I Giudici europei devono a quel punto verificare che le limitazioni attuate non restringano l’accesso offerto all’individuo in un modo o a un punto tale da compromettere il diritto in questione nella sua stessa sostanza, e che le stesse tendano a uno scopo legittimo, all’interno di un ragionevole rapporto di proporzionalità tra i mezzi impiegati e lo scopo perseguito.

Si può così dire che il diritto di accesso a un tribunale è violato quando la sua regolamentazione smette di perseguire gli scopi della certezza del diritto e della buona amministrazione della giustizia e costituisce una sorta di barriera che impedisce alla persona sottoposta alla giustizia di ottenere che la sua causa sia esaminata nel merito dalla giurisdizione competente, come nel caso, ad esempio, di un errore procedurale che impedisce al ricorrente il suo diritto di azione (facendolo incorrere in una sanzione di inammissibilità), e di cui quest’ultimo non è oggettivamente responsabile.

Parimenti, nel caso di assenza di un esame sul merito di costituzioni di parte civile, a causa dell’irricevibilità delle denunce penali alle quali tali costituzioni sono allegate, è molto importante che sussista, ai fini del rispetto dell’art. 6 CEDU, l’accessibilità e l’effettività delle altre vie giudiziarie offerte dall'ordinamento agli interessati per far valere le loro pretese, soprattutto con riguardo alle azioni disponibili dinanzi alle giurisdizioni civili.

In particolare, la Corte ha ritenuto la violazione dell’articolo 6 della Convenzione quando la chiusura del procedimento penale e il mancato esame dell’azione civile erano stati dovuti a circostanze attribuibili principalmente alle autorità giudiziarie procedenti, e in special modo nell’ipotesi di ritardi procedurali eccessivi comportanti la prescrizione del reato.
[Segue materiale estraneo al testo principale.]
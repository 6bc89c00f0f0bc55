//! Build reference tables from the IAEA chart of nuclides
//!
//! The built-in dataset of `gtools-nuclide` covers the common calibration and
//! natural decay series nuclides. This crate extends that to anything in the
//! IAEA chart of nuclides API by converting its CSV responses into
//! [ReferenceTables](gtools_nuclide::ReferenceTables).
//!
//! See <https://www-nds.iaea.org/relnsd/vcharthtml/api_v0_guide.html> for
//! further information on the API itself.
//!
//! ## Implementation
//!
//! Every nuclide request returns a series of [Record]s, one per emission. A
//! collection of these is called a [RecordSet]. A decay of the parent is
//! repeated on every emission it produces, so converting a set of records
//! merges these back into a single decay edge.
//!
//! ```rust, no_run
//! # use gtools_iaea::fetch_tables;
//! # use gtools_nuclide::{GammaLineSearch, NuclideDatabase, QueryOptions};
//! let tables = fetch_tables(&["co60", "ni60"]).unwrap();
//! let db = NuclideDatabase::load(tables).unwrap();
//!
//! let lines = GammaLineSearch::new(&db)
//!     .lines_for_nuclide("Co-60", &QueryOptions::default())
//!     .unwrap();
//! ```
//!
//! Responses saved to disk can be converted offline with [parse_records()],
//! [parse_ground_states()] and [tables_from_iaea()].
//!
//! ```rust
//! # use gtools_iaea::{parse_ground_states, parse_records, tables_from_iaea, RadType};
//! let ground = "z,n,symbol,half_life,half_life_sec\n\
//!               27,33,Co,5.2714,166344192\n\
//!               28,32,Ni,STABLE,\n";
//! let gammas = "energy,intensity,p_z,p_n,p_symbol,p_energy,half_life_sec,decay,decay_%,d_z,d_n,d_symbol\n\
//!               1173.228,99.85,27,33,Co,0,166344192,B-,100,28,32,Ni\n\
//!               1332.492,99.9826,27,33,Co,0,166344192,B-,100,28,32,Ni\n";
//!
//! let states = parse_ground_states(ground).unwrap();
//! let records = parse_records(gammas, RadType::Gamma).unwrap();
//! let tables = tables_from_iaea(&states, &[records]);
//!
//! assert_eq!(tables.nuclides.len(), 2);
//! assert_eq!(tables.decays.len(), 1);
//! assert_eq!(tables.gammas.len(), 2);
//! ```

// Split into subfiles for development, but anything important is re-exported
mod convert;
mod error;
mod fetch;
mod record;

#[doc(inline)]
pub use record::{parse_ground_states, parse_records, GroundState, RadType, Record, RecordSet};

#[doc(inline)]
pub use convert::tables_from_iaea;

#[doc(inline)]
pub use fetch::{fetch_ground_states, fetch_raw_csv, fetch_records, fetch_tables};

#[doc(inline)]
pub use error::{Error, Result};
Ed è proprio questo il caso della sentenza di cui in commento, in quanto, da un lato, il ricorrente si era avvalso dei diritti e delle facoltà che erano nella sua disponibilità in base al diritto interno, e che gli avrebbero permesso, al momento dell’udienza preliminare, di chiedere la riparazione del pregiudizio civile di cui sosteneva di essere stato vittima, e, dall’altro, è soltanto a causa del ritardo con il quale le autorità procedenti hanno trattato il fascicolo, e della prescrizione del reato denunciata, che il ricorrente non ha potuto presentare la propria domanda di risarcimento dei danni e che, di conseguenza, non ha potuto ottenere una decisione sulla sua domanda nell’ambito del procedimento penale.

Questo comportamento negligente delle autorità ha prodotto, secondo la Corte, la conseguenza di privare il ricorrente dell’esame delle sue richieste di carattere civile nell’ambito del procedimento che aveva scelto di esperire e che era a sua disposizione nell’ordinamento giuridico interno.
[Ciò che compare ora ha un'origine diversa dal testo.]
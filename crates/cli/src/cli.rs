//! Command line arguments

// standard library
use std::path::PathBuf;

// external crates
use clap::{ArgGroup, Args, Parser, Subcommand, ValueEnum};

// gtools modules
use gtools_nuclide::QueryOptions;

const HELP_TEMPLATE: &str = "\
{before-help}{name} {version}
{author-with-newline}{about-with-newline}
{usage-heading} {usage}

{all-args}{after-help}
";

const AFTER_HELP: &str = "\
Query options are taken from --config if given, falling back to the defaults
(delta 2 keV, no thresholds). Any option given on the command line overrides
both.

Examples:
    gtools search 609.3 --delta 0.5 --intensity 1
    gtools chain Ra-226 --branching 0.01
    gtools spectrum U-238 --branching 0.1 --limit
    gtools --data ./tables lines Co-60";

#[derive(Parser, Debug)]
#[command(
    name = "gtools",
    version,
    about = "Identify gamma lines and predict decay chain spectra",
    help_template = HELP_TEMPLATE,
    after_help = AFTER_HELP,
)]
#[command(propagate_version = true)]
pub struct Cli {
    #[command(subcommand)]
    pub command: Commands,

    /// Verbose logging (-v, -vv, -vvv)
    #[arg(short, long, action = clap::ArgAction::Count, global = true)]
    pub verbose: u8,

    /// Suppress all log output
    #[arg(short, long, global = true, conflicts_with = "verbose")]
    pub quiet: bool,

    /// Reference tables to use instead of the built-in dataset
    ///
    /// Either a directory of CSV tables, or a .json/.bin snapshot written by
    /// the export command.
    #[arg(long, global = true, value_name = "PATH")]
    pub data: Option<PathBuf>,

    /// JSON file of base query options
    #[arg(long, global = true, value_name = "JSON")]
    pub config: Option<PathBuf>,

    /// Print results as JSON
    #[arg(long, global = true)]
    pub json: bool,
}

#[derive(Subcommand, Debug)]
pub enum Commands {
    /// Find gamma lines close to an energy
    Search(SearchArgs),
    /// List the gamma lines of a nuclide
    Lines(LinesArgs),
    /// List the decay products of a nuclide
    Chain(ChainArgs),
    /// Gamma lines of a nuclide and all of its decay products
    Spectrum(SpectrumArgs),
    /// Find characteristic X-rays by energy or element
    Xray(XrayArgs),
    /// Write the active reference tables to disk
    Export(ExportArgs),
    /// Build reference tables from the IAEA chart of nuclides
    Fetch(FetchArgs),
}

/// Line filters shared by commands that list gamma lines
#[derive(Args, Debug, Clone, Copy)]
pub struct LineFilter {
    /// Minimum line intensity (%)
    #[arg(short, long, value_name = "PERCENT")]
    pub intensity: Option<f64>,

    /// Only keep lines within 10% of the strongest line of each nuclide
    #[arg(short, long)]
    pub limit: bool,
}

impl LineFilter {
    fn apply(&self, mut options: QueryOptions) -> QueryOptions {
        if let Some(intensity) = self.intensity {
            options.intensity_threshold = intensity;
        }
        if self.limit {
            options.limit_intensity = true;
        }
        options
    }
}

#[derive(Args, Debug)]
pub struct SearchArgs {
    /// Centre of the search window (keV)
    #[arg(allow_negative_numbers = true)]
    pub energy: f64,

    /// Half width of the search window (keV)
    #[arg(short, long, value_name = "KEV")]
    pub delta: Option<f64>,

    /// Minimum half-life of the emitter (s)
    #[arg(short = 't', long, value_name = "SECONDS")]
    pub halflife: Option<f64>,

    /// Minimum line intensity (%)
    #[arg(short, long, value_name = "PERCENT")]
    pub intensity: Option<f64>,
}

#[derive(Args, Debug)]
pub struct LinesArgs {
    /// Nuclide name e.g. Co-60, ba137m
    pub nuclide: String,

    #[command(flatten)]
    pub filter: LineFilter,
}

#[derive(Args, Debug)]
pub struct ChainArgs {
    /// Root nuclide of the chain
    pub nuclide: String,

    /// Minimum cumulative branching ratio of a product
    #[arg(short, long, value_name = "RATIO")]
    pub branching: Option<f64>,

    /// Only list the product names
    #[arg(long)]
    pub brief: bool,
}

#[derive(Args, Debug)]
pub struct SpectrumArgs {
    /// Root nuclide of the chain
    pub nuclide: String,

    /// Minimum cumulative branching ratio of a product
    #[arg(short, long, value_name = "RATIO")]
    pub branching: Option<f64>,

    #[command(flatten)]
    pub filter: LineFilter,
}

#[derive(Args, Debug)]
#[command(group(ArgGroup::new("target").required(true).args(["energy", "element"])))]
pub struct XrayArgs {
    /// Centre of the search window (keV)
    pub energy: Option<f64>,

    /// List every line of an element instead
    #[arg(short, long, value_name = "SYMBOL")]
    pub element: Option<String>,

    /// Half width of the search window (keV)
    #[arg(short, long, value_name = "KEV")]
    pub delta: Option<f64>,
}

/// Output formats of the export command
#[derive(ValueEnum, Debug, Clone, Copy, PartialEq, Eq, Default)]
pub enum ExportFormat {
    /// JSON snapshot
    #[default]
    Json,
    /// Compact binary snapshot
    Binary,
    /// Directory of CSV tables
    Csv,
}

#[derive(Args, Debug)]
pub struct ExportArgs {
    /// Output file, or directory for csv
    pub path: PathBuf,

    /// Output format
    #[arg(short, long, value_enum, default_value_t)]
    pub format: ExportFormat,
}

#[derive(Args, Debug)]
pub struct FetchArgs {
    /// Nuclides to request e.g. co60 ni60
    #[arg(required = true, num_args(1..))]
    pub nuclides: Vec<String>,

    /// Directory to write the CSV tables into
    #[arg(short, long, value_name = "DIR", default_value = "tables")]
    pub output: PathBuf,
}

// ! Mapping onto query options

impl SearchArgs {
    pub fn options(&self, mut options: QueryOptions) -> QueryOptions {
        if let Some(delta) = self.delta {
            options.delta = delta;
        }
        if let Some(halflife) = self.halflife {
            options.halflife_threshold = halflife;
        }
        if let Some(intensity) = self.intensity {
            options.intensity_threshold = intensity;
        }
        options
    }
}

impl LinesArgs {
    pub fn options(&self, options: QueryOptions) -> QueryOptions {
        self.filter.apply(options)
    }
}

impl ChainArgs {
    pub fn options(&self, mut options: QueryOptions) -> QueryOptions {
        if let Some(branching) = self.branching {
            options.branching_ratio_threshold = branching;
        }
        options
    }
}

impl SpectrumArgs {
    pub fn options(&self, mut options: QueryOptions) -> QueryOptions {
        if let Some(branching) = self.branching {
            options.branching_ratio_threshold = branching;
        }
        self.filter.apply(options)
    }
}

impl XrayArgs {
    pub fn options(&self, mut options: QueryOptions) -> QueryOptions {
        if let Some(delta) = self.delta {
            options.delta = delta;
        }
        options
    }
}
Secondo i Giudici europei, d’altra parte, non si può esigere che una persona che ricorra a rimedi di giustizia intenti un’analoga azione di responsabilità civile dinanzi al giudice civile, dopo la constatazione della prescrizione dell’azione penale dovuta ad errore del giudice penale stesso.

Intentare una tale azione implicherebbe probabilmente, sempre secondo la Corte, la necessità di raccogliere nuovamente delle prove, che il ricorrente avrebbe a questo punto l’onere di produrre, così che l’accertamento dell’eventuale responsabilità civile potrebbe risultare estremamente difficile, dopo così tanto tempo.

In chiave critica rispetto alla decisione commentata, si può osservare che l’articolo 6§ 1 della Convenzione non garantisce esplicitamente il diritto di accesso a un tribunale, e che l’enunciazione di tale diritto di promuovere un procedimento dinanzi ai tribunali in materia civile (e soltanto in materia civile) deriva dall’interpretazione di tale norma così come offerta dalla Corte.

La pronuncia oggetto di analisi sembra anche dare per scontato - come se si trattasse di una giurisprudenza consolidata – che l’accesso a un tribunale è una questione distinta da quella afferente alla durata del procedimento, e che dunque siano possibili simultanee constatazioni di violazione.

Ma questa interpretazione, alla luce di un esame complessivo della giurisprudenza formatasi in materia, non è totalmente convincente.

In egual modo, qualora sussistano due vie procedurali entrambe esperibili ed effettive (come nel caso dell’azione penale e dell’azione civile per lo stesso fatto), la Corte, nel determinare se sussista una questione ai sensi dell’articolo 6, dovrebbe tenere conto di tutti procedimenti azionabili dal ricorrente, e non valutare, in ordine al diritto di accesso, se i provvedimenti adottati nel corso del procedimento scelto abbiano complessivamente indebolito la posizione del ricorrente, anche in ordine al distinto procedimento che non è stato prescelto, ma soltanto valutare, ex ante, se, al momento della scelta di una certa linea di azione, l’altra fosse accessibile ed effettiva.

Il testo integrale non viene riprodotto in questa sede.